Records from a dataset
==============================
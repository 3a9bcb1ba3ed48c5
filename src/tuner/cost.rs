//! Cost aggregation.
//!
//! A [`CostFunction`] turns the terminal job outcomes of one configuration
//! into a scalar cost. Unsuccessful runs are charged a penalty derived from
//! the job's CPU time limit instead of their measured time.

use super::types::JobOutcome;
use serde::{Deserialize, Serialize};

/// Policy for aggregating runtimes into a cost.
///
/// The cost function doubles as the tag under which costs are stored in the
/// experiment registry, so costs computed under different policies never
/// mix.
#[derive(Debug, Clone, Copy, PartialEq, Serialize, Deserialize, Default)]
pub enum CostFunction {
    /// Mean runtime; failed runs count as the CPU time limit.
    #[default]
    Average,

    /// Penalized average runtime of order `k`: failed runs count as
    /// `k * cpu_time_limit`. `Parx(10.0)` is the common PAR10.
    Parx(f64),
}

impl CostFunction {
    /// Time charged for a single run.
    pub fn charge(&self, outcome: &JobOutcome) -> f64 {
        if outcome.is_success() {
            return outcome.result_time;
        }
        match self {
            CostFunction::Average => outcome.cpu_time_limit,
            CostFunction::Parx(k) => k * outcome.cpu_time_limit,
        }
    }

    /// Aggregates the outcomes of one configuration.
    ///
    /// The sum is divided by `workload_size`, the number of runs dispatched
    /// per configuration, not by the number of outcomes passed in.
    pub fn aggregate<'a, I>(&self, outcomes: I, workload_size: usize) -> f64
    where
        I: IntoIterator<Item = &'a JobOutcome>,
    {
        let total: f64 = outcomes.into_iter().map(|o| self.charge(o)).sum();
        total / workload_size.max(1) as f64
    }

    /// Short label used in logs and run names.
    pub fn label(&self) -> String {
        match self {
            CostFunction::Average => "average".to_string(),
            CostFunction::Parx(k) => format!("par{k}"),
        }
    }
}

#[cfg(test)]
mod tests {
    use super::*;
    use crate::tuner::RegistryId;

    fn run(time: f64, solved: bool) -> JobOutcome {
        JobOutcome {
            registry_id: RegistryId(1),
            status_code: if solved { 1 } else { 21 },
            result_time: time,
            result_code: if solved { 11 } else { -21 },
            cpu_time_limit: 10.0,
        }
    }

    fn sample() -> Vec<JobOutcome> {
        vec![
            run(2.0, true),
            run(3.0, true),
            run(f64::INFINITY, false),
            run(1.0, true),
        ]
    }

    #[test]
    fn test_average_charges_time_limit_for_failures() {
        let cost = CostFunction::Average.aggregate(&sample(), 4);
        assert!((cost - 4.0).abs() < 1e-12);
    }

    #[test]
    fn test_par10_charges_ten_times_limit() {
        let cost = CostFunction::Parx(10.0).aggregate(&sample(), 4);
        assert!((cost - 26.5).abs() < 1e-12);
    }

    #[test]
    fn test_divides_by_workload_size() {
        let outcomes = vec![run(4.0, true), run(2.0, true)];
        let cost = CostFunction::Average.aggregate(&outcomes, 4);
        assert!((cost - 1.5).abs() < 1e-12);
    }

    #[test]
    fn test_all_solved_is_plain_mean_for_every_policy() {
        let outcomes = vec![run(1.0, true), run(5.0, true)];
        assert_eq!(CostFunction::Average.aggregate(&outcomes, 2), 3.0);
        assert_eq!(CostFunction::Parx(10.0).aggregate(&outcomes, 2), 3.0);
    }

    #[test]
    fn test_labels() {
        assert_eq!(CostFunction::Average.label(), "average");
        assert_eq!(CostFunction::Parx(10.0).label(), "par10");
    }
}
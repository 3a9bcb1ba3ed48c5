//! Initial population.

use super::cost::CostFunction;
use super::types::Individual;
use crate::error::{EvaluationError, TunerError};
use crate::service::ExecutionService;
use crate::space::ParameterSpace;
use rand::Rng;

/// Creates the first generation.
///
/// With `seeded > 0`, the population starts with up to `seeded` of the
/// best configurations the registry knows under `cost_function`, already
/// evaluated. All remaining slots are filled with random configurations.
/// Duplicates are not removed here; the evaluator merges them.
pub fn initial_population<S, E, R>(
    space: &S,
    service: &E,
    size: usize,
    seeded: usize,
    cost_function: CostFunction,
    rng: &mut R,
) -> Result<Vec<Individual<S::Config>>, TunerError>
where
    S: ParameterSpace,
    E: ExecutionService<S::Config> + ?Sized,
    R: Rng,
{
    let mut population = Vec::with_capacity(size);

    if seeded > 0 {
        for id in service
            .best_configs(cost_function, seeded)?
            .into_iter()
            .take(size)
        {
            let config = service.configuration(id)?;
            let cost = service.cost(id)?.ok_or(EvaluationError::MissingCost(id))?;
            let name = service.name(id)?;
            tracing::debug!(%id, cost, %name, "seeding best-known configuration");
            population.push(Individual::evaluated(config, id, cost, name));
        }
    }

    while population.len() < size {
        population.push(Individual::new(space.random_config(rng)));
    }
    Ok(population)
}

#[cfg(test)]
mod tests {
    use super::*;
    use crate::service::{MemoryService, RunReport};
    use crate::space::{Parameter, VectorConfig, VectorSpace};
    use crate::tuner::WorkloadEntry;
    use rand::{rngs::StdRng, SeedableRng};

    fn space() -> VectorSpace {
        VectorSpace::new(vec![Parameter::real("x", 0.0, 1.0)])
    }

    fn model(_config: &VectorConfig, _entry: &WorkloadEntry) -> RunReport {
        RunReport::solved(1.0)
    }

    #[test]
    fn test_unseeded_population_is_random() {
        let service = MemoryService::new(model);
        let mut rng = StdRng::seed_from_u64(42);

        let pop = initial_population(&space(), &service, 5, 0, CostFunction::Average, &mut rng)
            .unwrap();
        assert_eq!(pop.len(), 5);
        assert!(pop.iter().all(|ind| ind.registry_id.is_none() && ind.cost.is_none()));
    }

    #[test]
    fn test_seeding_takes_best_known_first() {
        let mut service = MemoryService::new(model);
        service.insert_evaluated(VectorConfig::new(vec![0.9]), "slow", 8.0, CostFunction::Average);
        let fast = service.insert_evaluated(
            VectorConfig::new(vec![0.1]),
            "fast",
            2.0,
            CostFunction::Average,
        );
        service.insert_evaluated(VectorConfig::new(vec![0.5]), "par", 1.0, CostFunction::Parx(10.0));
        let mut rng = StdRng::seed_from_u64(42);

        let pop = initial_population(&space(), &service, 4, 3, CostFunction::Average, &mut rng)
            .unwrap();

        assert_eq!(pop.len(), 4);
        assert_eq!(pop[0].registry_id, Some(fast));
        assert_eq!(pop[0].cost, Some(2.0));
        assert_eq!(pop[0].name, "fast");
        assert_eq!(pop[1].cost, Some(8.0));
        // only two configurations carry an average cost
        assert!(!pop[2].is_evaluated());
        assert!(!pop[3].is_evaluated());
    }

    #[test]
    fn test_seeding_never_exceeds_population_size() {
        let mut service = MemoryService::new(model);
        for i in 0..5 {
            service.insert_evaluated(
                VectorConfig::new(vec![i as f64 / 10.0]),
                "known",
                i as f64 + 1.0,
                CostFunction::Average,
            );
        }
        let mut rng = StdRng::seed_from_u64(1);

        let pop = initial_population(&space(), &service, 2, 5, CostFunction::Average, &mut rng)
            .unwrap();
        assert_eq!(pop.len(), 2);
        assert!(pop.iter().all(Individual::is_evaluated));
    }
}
==============================
## WHAT TO DO
Compute how many lines of the records above hold the string "super". Give the number with no other output.

## ANSWER FOR THE TASK
5